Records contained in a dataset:

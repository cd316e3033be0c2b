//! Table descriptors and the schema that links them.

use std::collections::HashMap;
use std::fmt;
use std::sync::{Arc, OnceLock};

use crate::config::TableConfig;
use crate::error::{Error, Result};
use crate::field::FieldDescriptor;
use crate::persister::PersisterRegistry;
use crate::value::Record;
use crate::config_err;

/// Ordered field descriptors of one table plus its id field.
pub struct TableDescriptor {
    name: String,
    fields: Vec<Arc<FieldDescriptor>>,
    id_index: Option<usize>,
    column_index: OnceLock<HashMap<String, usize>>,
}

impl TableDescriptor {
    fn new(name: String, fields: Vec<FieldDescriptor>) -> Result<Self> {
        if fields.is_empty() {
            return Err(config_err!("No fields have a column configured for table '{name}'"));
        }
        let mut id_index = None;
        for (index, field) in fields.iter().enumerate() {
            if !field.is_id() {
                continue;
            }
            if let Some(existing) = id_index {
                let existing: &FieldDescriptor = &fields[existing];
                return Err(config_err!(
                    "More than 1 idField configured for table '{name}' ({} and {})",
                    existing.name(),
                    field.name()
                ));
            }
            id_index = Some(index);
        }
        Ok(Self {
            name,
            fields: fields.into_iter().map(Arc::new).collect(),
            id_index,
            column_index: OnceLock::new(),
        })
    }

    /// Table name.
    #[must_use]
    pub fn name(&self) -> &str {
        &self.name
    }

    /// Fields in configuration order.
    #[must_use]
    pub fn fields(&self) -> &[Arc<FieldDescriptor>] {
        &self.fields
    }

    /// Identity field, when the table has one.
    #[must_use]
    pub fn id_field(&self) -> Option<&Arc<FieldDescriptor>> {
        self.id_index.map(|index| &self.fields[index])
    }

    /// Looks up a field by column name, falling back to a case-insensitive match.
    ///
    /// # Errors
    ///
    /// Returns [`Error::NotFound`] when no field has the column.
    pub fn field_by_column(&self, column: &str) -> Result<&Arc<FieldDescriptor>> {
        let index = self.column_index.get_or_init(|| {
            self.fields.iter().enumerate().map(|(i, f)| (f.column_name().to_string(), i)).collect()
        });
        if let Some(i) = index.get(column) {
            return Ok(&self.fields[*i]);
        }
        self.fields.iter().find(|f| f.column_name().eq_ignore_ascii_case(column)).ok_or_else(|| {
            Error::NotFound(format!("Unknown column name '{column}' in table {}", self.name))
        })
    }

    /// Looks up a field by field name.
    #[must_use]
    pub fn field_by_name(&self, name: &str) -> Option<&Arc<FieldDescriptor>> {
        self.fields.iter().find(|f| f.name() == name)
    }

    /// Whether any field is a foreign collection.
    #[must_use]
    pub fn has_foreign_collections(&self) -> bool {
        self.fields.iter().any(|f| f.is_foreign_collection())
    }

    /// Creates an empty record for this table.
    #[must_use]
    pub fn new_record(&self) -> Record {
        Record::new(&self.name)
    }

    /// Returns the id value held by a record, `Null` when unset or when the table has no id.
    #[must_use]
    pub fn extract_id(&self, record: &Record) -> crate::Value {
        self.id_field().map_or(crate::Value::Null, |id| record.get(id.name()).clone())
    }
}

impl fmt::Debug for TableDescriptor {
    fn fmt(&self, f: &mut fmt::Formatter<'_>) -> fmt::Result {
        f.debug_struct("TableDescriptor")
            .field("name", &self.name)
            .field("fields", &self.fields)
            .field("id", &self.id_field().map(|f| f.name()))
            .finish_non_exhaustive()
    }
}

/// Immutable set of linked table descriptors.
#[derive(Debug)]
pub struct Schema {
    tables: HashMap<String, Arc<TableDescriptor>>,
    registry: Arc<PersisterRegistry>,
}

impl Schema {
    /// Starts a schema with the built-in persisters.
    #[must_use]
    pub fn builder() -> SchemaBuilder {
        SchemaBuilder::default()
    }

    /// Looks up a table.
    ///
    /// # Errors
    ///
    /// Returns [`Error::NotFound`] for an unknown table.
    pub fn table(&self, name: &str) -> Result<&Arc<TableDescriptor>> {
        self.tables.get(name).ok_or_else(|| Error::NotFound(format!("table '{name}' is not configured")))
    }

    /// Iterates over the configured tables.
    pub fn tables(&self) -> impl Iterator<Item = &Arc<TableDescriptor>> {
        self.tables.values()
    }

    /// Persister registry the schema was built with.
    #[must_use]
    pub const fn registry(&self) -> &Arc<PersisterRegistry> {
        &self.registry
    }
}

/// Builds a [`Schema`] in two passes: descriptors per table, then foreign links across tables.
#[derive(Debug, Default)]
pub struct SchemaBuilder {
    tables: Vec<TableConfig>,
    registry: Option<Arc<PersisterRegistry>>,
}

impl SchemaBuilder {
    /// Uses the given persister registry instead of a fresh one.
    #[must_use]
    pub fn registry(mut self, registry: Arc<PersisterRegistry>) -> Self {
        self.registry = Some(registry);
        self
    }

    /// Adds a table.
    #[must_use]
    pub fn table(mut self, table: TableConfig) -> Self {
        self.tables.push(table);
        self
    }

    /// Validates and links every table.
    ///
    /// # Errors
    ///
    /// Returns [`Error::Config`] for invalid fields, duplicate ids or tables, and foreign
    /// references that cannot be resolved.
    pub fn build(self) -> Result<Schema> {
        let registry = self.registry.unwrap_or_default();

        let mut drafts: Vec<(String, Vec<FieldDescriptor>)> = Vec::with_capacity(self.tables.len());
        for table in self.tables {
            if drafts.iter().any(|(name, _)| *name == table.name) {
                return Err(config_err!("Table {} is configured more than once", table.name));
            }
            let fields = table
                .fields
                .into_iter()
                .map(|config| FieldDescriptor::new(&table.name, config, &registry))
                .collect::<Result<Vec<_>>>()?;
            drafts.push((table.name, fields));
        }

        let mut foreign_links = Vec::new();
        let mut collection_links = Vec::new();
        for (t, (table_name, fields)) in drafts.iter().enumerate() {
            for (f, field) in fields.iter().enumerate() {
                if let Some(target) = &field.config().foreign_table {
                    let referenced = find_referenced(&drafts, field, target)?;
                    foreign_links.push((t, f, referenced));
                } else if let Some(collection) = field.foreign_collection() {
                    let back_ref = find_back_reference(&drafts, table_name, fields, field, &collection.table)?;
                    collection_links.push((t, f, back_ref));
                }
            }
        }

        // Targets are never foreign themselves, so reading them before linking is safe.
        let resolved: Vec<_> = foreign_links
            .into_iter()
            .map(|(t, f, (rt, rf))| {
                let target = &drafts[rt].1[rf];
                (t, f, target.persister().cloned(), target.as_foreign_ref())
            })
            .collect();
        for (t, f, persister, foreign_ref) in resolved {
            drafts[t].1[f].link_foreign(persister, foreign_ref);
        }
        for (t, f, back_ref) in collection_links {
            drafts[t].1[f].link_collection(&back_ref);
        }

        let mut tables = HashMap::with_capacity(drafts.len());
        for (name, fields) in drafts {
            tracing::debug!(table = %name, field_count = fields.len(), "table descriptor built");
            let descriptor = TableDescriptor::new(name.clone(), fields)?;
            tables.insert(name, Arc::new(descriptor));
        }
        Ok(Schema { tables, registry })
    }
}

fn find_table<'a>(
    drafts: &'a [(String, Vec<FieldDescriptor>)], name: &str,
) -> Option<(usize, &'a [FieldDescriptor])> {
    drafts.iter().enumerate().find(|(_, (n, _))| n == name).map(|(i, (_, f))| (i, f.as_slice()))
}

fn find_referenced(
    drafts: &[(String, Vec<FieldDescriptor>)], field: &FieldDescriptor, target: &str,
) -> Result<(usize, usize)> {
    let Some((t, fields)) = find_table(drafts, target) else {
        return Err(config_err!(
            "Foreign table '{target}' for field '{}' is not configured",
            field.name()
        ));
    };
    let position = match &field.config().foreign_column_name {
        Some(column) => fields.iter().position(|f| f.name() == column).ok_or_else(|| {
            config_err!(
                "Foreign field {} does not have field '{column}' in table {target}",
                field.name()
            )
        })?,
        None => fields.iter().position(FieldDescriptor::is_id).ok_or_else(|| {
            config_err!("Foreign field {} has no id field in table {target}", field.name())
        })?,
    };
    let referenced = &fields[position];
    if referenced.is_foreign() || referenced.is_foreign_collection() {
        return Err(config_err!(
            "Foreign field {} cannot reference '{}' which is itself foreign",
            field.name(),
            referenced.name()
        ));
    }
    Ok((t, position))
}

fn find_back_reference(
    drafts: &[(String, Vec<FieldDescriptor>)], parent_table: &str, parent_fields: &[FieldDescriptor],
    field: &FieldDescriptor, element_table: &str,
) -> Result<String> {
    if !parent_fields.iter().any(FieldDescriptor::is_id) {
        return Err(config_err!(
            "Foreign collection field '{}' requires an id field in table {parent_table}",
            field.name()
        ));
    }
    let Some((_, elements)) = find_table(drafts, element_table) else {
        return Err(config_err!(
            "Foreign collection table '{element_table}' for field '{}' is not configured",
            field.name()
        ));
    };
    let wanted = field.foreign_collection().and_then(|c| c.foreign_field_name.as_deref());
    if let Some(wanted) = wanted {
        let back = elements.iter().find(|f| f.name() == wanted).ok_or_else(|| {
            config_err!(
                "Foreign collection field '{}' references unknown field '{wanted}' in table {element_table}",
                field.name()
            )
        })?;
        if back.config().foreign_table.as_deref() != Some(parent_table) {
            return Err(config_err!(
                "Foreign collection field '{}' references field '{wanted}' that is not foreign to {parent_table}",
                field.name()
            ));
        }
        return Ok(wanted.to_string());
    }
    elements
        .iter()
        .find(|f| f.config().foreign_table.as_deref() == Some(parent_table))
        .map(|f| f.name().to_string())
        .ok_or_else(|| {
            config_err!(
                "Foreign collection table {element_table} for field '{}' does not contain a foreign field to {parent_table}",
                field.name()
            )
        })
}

Work order: If a line in the data above contains "match", return that line.

Exercise solution:
    /// Looks up a field by column name, falling back to a case-insensitive match.
    let position = match &field.config().foreign_column_name {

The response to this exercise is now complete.